Goal of the exercise: Count the lines in the data below that include the word "const", then state the total and nothing besides.

(Collected data entries)

::::::

use std::collections::BTreeSet;

use criterion::{criterion_group, criterion_main, Criterion};
use record_kernel_core::{
    build_event_query, group_and_order, Comment, CommentId, DisplayMode, DocumentId, EventStatus,
    FilterState, MonthGridBuilder, MonthYear, OwnerDirectory, OwnerId, Palette, RawRecord,
    RecordId, StrayCommentPolicy,
};
use time::UtcOffset;

const JAN_01_2024: i64 = 1_704_067_200;
const HOUR: i64 = 3_600;

fn mk_record(index: u64) -> RawRecord {
    let offset = i64::try_from(index).unwrap_or(i64::MAX);
    let start = JAN_01_2024 + (offset * 7 * HOUR) % (31 * 24 * HOUR);
    RawRecord {
        record_id: RecordId(index),
        owner_id: Some(OwnerId::new(format!("PHID-USER-{}", index % 8))),
        start_epoch: start,
        end_epoch: start + (offset % 72) * HOUR,
        title: None,
        description: "Out of office for the quarterly planning offsite and travel".to_string(),
        status: if index % 3 == 0 { EventStatus::Sporadic } else { EventStatus::Away },
        is_cancelled: index % 11 == 0,
        invited_owners: BTreeSet::new(),
    }
}

fn mk_comment(index: u64) -> Comment {
    Comment {
        id: CommentId(10_000 - index),
        document_id: DocumentId(index % 25),
        line_number: u32::try_from(index % 400).unwrap_or(u32::MAX),
        line_length: u32::try_from(index % 5).unwrap_or(u32::MAX),
        is_new_file: index % 2 == 0,
        fixed_state: None,
        has_replies: false,
        reply_to: None,
        content: "nit: rename this binding".to_string(),
    }
}

fn bench_month_grid(c: &mut Criterion) {
    let records = (0..1_000).map(mk_record).collect::<Vec<_>>();
    let palette = Palette::default();
    let directory = OwnerDirectory::new();
    let month = MonthYear::new(2024, 1)
        .unwrap_or_else(|err| panic!("benchmark month should be valid: {err}"));
    let filter = FilterState { display_mode: DisplayMode::Grid, ..FilterState::default() };

    c.bench_function("month_grid_1000_records", |b| {
        b.iter(|| {
            let query = build_event_query(&filter, Some(month), JAN_01_2024, &UtcOffset::UTC)
                .unwrap_or_else(|err| panic!("grid benchmark query failed: {err}"));
            let grid = MonthGridBuilder::new(month, &palette)
                .with_directory(&directory)
                .with_today(JAN_01_2024)
                .build(query.apply(&records), &UtcOffset::UTC);
            if let Err(err) = grid {
                panic!("grid benchmark build failed: {err}");
            }
        });
    });
}

fn bench_comment_groups(c: &mut Criterion) {
    let comments = (0..5_000).map(mk_comment).collect::<Vec<_>>();
    let order = (0..25).rev().map(DocumentId).collect::<Vec<_>>();

    c.bench_function("comment_groups_5000_comments", |b| {
        b.iter(|| {
            let groups = group_and_order(&comments, &order, StrayCommentPolicy::Reject);
            if let Err(err) = groups {
                panic!("comment benchmark grouping failed: {err}");
            }
        });
    });
}

criterion_group!(kernel_benches, bench_month_grid, bench_comment_groups);
criterion_main!(kernel_benches);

::::::

Problem solution: 2